Hi, I just wanted to share what is a rather pleasing, though to me somewhat surprising result. I am testing bonding using balance-rr mode with three physical links to try to get > gigabit speed for a single stream. Why? Because I'd like to run various tests at > gigabit speed and I don't have any 10G hardware at my disposal.

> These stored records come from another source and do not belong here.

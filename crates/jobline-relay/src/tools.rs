//! Assistant tools and their dispatch.
//!
//! A tool call yields text for the model and, when it succeeded, the session
//! mutation it implies. Tools never write session state themselves; the
//! caller routes the mutation through the store's single mutation entry.

use std::time::Instant;

use jobline_core::{Mutation, Session};
use jobline_telemetry::metrics::{TOOL_CALLS_TOTAL, TOOL_CALL_DURATION_SECONDS};
use serde::Deserialize;
use serde_json::{json, Value};

use crate::catalog::JobCatalog;

pub const SEARCH_JOBS: &str = "search_jobs";
pub const DISPLAY_JOB_DETAILS: &str = "display_job_details";

/// Below this normalized Levenshtein similarity a title does not match.
pub const TITLE_SIMILARITY_THRESHOLD: f64 = 0.3;

/// Banner shown while a tool runs.
pub const TOOL_STATUS_SECS: u64 = 8;

/// Function schemas advertised in `session.update`.
pub fn tool_schemas() -> Vec<Value> {
    vec![
        json!({
            "type": "function",
            "name": SEARCH_JOBS,
            "description": "Search for jobs at Microsoft",
            "parameters": {
                "type": "object",
                "properties": {
                    "query": {
                        "type": "string",
                        "description": "The job search query (e.g., job title, skills, etc.)"
                    },
                    "country": {
                        "type": "string",
                        "description": "Optional country to filter jobs by"
                    }
                },
                "required": ["query"],
                "additionalProperties": false
            }
        }),
        json!({
            "type": "function",
            "name": DISPLAY_JOB_DETAILS,
            "description": "Display details for a specific job by its title. Will match the closest title from current search results.",
            "parameters": {
                "type": "object",
                "properties": {
                    "title": {
                        "type": "string",
                        "description": "The title or partial title of the job to display"
                    }
                },
                "required": ["title"],
                "additionalProperties": false
            }
        }),
    ]
}

/// Banner text while `tool` runs, if it has one.
pub fn status_text(tool: &str) -> Option<&'static str> {
    match tool {
        SEARCH_JOBS => Some("Searching for jobs…"),
        DISPLAY_JOB_DETAILS => Some("Loading job details…"),
        _ => None,
    }
}

/// What a tool call produced.
#[derive(Clone, Debug, PartialEq)]
pub struct ToolOutcome {
    /// Text returned to the model as `function_call_output`.
    pub output: String,
    pub mutation: Option<Mutation>,
}

impl ToolOutcome {
    pub(crate) fn error(message: impl Into<String>) -> Self {
        Self {
            output: json!({ "error": message.into() }).to_string(),
            mutation: None,
        }
    }
}

#[derive(Deserialize)]
struct SearchArgs {
    query: String,
    #[serde(default)]
    country: Option<String>,
}

#[derive(Deserialize)]
struct DisplayArgs {
    title: String,
}

/// Run tool `name` with JSON `arguments` against the session as last read.
pub async fn run_tool(
    catalog: &dyn JobCatalog,
    name: &str,
    arguments: &str,
    session: &Session,
) -> ToolOutcome {
    let started = Instant::now();
    let outcome = match name {
        SEARCH_JOBS => match serde_json::from_str::<SearchArgs>(arguments) {
            Ok(args) => search_jobs(catalog, args).await,
            Err(e) => ToolOutcome::error(format!("invalid arguments: {e}")),
        },
        DISPLAY_JOB_DETAILS => match serde_json::from_str::<DisplayArgs>(arguments) {
            Ok(args) => display_job(catalog, &args.title, session).await,
            Err(e) => ToolOutcome::error(format!("invalid arguments: {e}")),
        },
        other => {
            tracing::warn!(tool = other, "call for unknown tool");
            ToolOutcome::error(format!("Unknown tool: {other}"))
        }
    };
    let tool = match name {
        SEARCH_JOBS => SEARCH_JOBS,
        DISPLAY_JOB_DETAILS => DISPLAY_JOB_DETAILS,
        _ => "unknown",
    };
    let result = if outcome.mutation.is_some() { "ok" } else { "error" };
    metrics::counter!(TOOL_CALLS_TOTAL, "tool" => tool, "result" => result).increment(1);
    metrics::histogram!(TOOL_CALL_DURATION_SECONDS, "tool" => tool)
        .record(started.elapsed().as_secs_f64());
    outcome
}

async fn search_jobs(catalog: &dyn JobCatalog, args: SearchArgs) -> ToolOutcome {
    let country = args.country.filter(|c| !c.trim().is_empty());
    match catalog.search(&args.query, country.as_deref()).await {
        Ok(page) => ToolOutcome {
            output: page.raw.to_string(),
            mutation: Some(Mutation::SearchCompleted {
                query: args.query,
                country,
                results: page.jobs,
                total_count: page.total,
            }),
        },
        Err(e) => {
            tracing::warn!(error = %e, "job search failed");
            ToolOutcome::error(format!("API request failed: {e}"))
        }
    }
}

async fn display_job(catalog: &dyn JobCatalog, title: &str, session: &Session) -> ToolOutcome {
    let results = session
        .search_state
        .as_ref()
        .map(|s| s.results.as_slice())
        .unwrap_or_default();
    if results.is_empty() {
        return ToolOutcome::error("No active search results. Please search for jobs first.");
    }
    let Some(job_id) = best_title_match(results, title).and_then(job_id) else {
        return ToolOutcome::error(format!("No matching job found for title: {title}"));
    };
    match catalog.job_details(&job_id).await {
        Ok(job) => ToolOutcome {
            output: job.to_string(),
            mutation: Some(Mutation::JobSelected { job }),
        },
        Err(e) => {
            tracing::warn!(job_id, error = %e, "job lookup failed");
            ToolOutcome::error(format!("API request failed: {e}"))
        }
    }
}

/// Identifier of a catalog job record.
pub fn job_id(job: &Value) -> Option<String> {
    ["jobId", "id"].iter().find_map(|key| match job.get(*key)? {
        Value::String(s) => Some(s.clone()),
        Value::Number(n) => Some(n.to_string()),
        _ => None,
    })
}

/// The result whose title best matches `title`.
///
/// A case-insensitive substring match wins outright; otherwise the highest
/// normalized Levenshtein similarity at or above the threshold.
pub fn best_title_match<'a>(results: &'a [Value], title: &str) -> Option<&'a Value> {
    let wanted = title.trim().to_lowercase();
    if wanted.is_empty() {
        return None;
    }
    let titled = results.iter().filter_map(|job| {
        let t = job.get("title")?.as_str()?.to_lowercase();
        Some((job, t))
    });

    let mut best: Option<(&Value, f64)> = None;
    for (job, candidate) in titled {
        if candidate.contains(&wanted) {
            return Some(job);
        }
        let score = strsim::normalized_levenshtein(&wanted, &candidate);
        if score >= TITLE_SIMILARITY_THRESHOLD && best.map_or(true, |(_, s)| score > s) {
            best = Some((job, score));
        }
    }
    best.map(|(job, _)| job)
}

#[cfg(test)]
mod tests {
    use super::*;
    use crate::catalog::SearchPage;
    use crate::errors::CatalogError;
    use async_trait::async_trait;
    use assert_matches::assert_matches;
    use chrono::Utc;
    use jobline_core::SessionId;

    struct FakeCatalog;

    #[async_trait]
    impl JobCatalog for FakeCatalog {
        async fn search(&self, query: &str, _country: Option<&str>) -> Result<SearchPage, CatalogError> {
            if query == "fail" {
                return Err(CatalogError::Status(500));
            }
            let jobs = vec![
                json!({"jobId": "1", "title": "Senior Software Engineer"}),
                json!({"jobId": "2", "title": "Product Designer"}),
            ];
            Ok(SearchPage {
                raw: json!({"operationResult": {"result": {"jobs": jobs.clone(), "totalJobs": 2}}}),
                jobs,
                total: 2,
            })
        }

        async fn job_details(&self, job_id: &str) -> Result<Value, CatalogError> {
            Ok(json!({"jobId": job_id, "title": "detail"}))
        }
    }

    fn session_with_results() -> Session {
        let mut s = Session::new(SessionId::from_raw("sess_t"), Utc::now());
        let _ = Mutation::SearchCompleted {
            query: "q".into(),
            country: None,
            results: vec![
                json!({"jobId": "1", "title": "Senior Software Engineer"}),
                json!({"jobId": "2", "title": "Product Designer"}),
                json!({"jobId": 3, "title": "Data Scientist"}),
            ],
            total_count: 3,
        }
        .apply(&mut s, Utc::now());
        s
    }

    #[tokio::test]
    async fn search_yields_mutation() {
        let s = Session::new(SessionId::from_raw("sess_t"), Utc::now());
        let out = run_tool(&FakeCatalog, SEARCH_JOBS, r#"{"query":"engineer","country":""}"#, &s).await;
        assert_matches!(
            out.mutation,
            Some(Mutation::SearchCompleted { ref query, country: None, total_count: 2, .. }) if query == "engineer"
        );
        assert!(out.output.contains("operationResult"));
    }

    #[tokio::test]
    async fn search_failure_is_error_output() {
        let s = Session::new(SessionId::from_raw("sess_t"), Utc::now());
        let out = run_tool(&FakeCatalog, SEARCH_JOBS, r#"{"query":"fail"}"#, &s).await;
        assert!(out.mutation.is_none());
        let v: Value = serde_json::from_str(&out.output).unwrap();
        assert!(v["error"].as_str().unwrap().contains("500"));
    }

    #[tokio::test]
    async fn display_without_results_is_error() {
        let s = Session::new(SessionId::from_raw("sess_t"), Utc::now());
        let out = run_tool(&FakeCatalog, DISPLAY_JOB_DETAILS, r#"{"title":"anything"}"#, &s).await;
        assert!(out.mutation.is_none());
        assert!(out.output.contains("No active search results"));
    }

    #[tokio::test]
    async fn display_matches_title() {
        let out = run_tool(
            &FakeCatalog,
            DISPLAY_JOB_DETAILS,
            r#"{"title":"product designer"}"#,
            &session_with_results(),
        )
        .await;
        assert_matches!(out.mutation, Some(Mutation::JobSelected { ref job }) if job["jobId"] == "2");
    }

    #[tokio::test]
    async fn display_no_match_is_error() {
        let out = run_tool(
            &FakeCatalog,
            DISPLAY_JOB_DETAILS,
            r#"{"title":"zzzzzzzzzzzzzzzzzzzzzzzzz"}"#,
            &session_with_results(),
        )
        .await;
        assert!(out.mutation.is_none());
        assert!(out.output.contains("No matching job found"));
    }

    #[tokio::test]
    async fn unknown_tool_and_bad_args() {
        let s = session_with_results();
        let out = run_tool(&FakeCatalog, "launch_rockets", "{}", &s).await;
        assert!(out.output.contains("Unknown tool"));
        let out = run_tool(&FakeCatalog, SEARCH_JOBS, "not json", &s).await;
        assert!(out.output.contains("invalid arguments"));
        assert!(out.mutation.is_none());
    }

    #[test]
    fn substring_wins_over_similarity() {
        let results = vec![
            json!({"title": "Software Engineer"}),
            json!({"title": "Senior Software Engineer II"}),
        ];
        let hit = best_title_match(&results, "engineer ii").unwrap();
        assert_eq!(hit["title"], "Senior Software Engineer II");
    }

    #[test]
    fn fuzzy_match_picks_closest() {
        let results = vec![
            json!({"title": "Data Scientist"}),
            json!({"title": "Product Designer"}),
        ];
        let hit = best_title_match(&results, "data scientst").unwrap();
        assert_eq!(hit["title"], "Data Scientist");
    }

    #[test]
    fn job_id_accepts_numbers() {
        assert_eq!(job_id(&json!({"jobId": 7})).as_deref(), Some("7"));
        assert_eq!(job_id(&json!({"id": "x"})).as_deref(), Some("x"));
        assert_eq!(job_id(&json!({"title": "none"})), None);
    }

    #[test]
    fn schemas_name_both_tools() {
        let names: Vec<_> = tool_schemas()
            .iter()
            .map(|s| s["name"].as_str().unwrap().to_owned())
            .collect();
        assert_eq!(names, vec![SEARCH_JOBS, DISPLAY_JOB_DETAILS]);
    }
}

The result I have is that with a 1500 byte MTU, tcp_reordering=3 and both LSO and GSO disabled on both the sender and receiver I see: # netperf -c -4 -t TCP_STREAM -H 172.17.60.216 -- -m 1472 TCP STREAM TEST from 0.0.0.0 (0.0.0.0) port 0 AF_INET to 172.17.60.216 (172.17.60.216) port 0 AF_INET Recv Send Send Utilization Service Demand Socket Socket Message Elapsed Send Recv Send Recv Size Size Size Time Throughput local remote local remote bytes bytes bytes secs. 10^6bits/s % S % U us/KB us/KB 87380 16384 1472 10.01 1646.13 40.01 -1.00 3.982 -1.000 But with GRO enabled on the receiver I see. # netperf -c -4 -t TCP_STREAM -H 172.17.60.216 -- -m 1472 TCP STREAM TEST from 0.0.0.0 (0.0.0.0) port 0 AF_INET to 172.17.60.216 (172.17.60.216) port 0 AF_INET Recv Send Send Utilization Service Demand Socket Socket Message Elapsed Send Recv Send Recv Size Size Size Time Throughput local remote local remote bytes bytes bytes secs. 10^6bits/s % S % U us/KB us/KB 87380 16384 1472 10.01 2613.83 19.32 -1.00 1.211 -1.000 Which is much better than any result I get tweaking tcp_reordering when GRO is disabled on the receiver. Tweaking tcp_reordering when GRO is enabled on the receiver seems to have negligible effect. Which is interesting, because my brief reading on the subject indicated that tcp_reordering was the key tuning parameter for bonding with balance-rr. The only other parameter that seemed to ...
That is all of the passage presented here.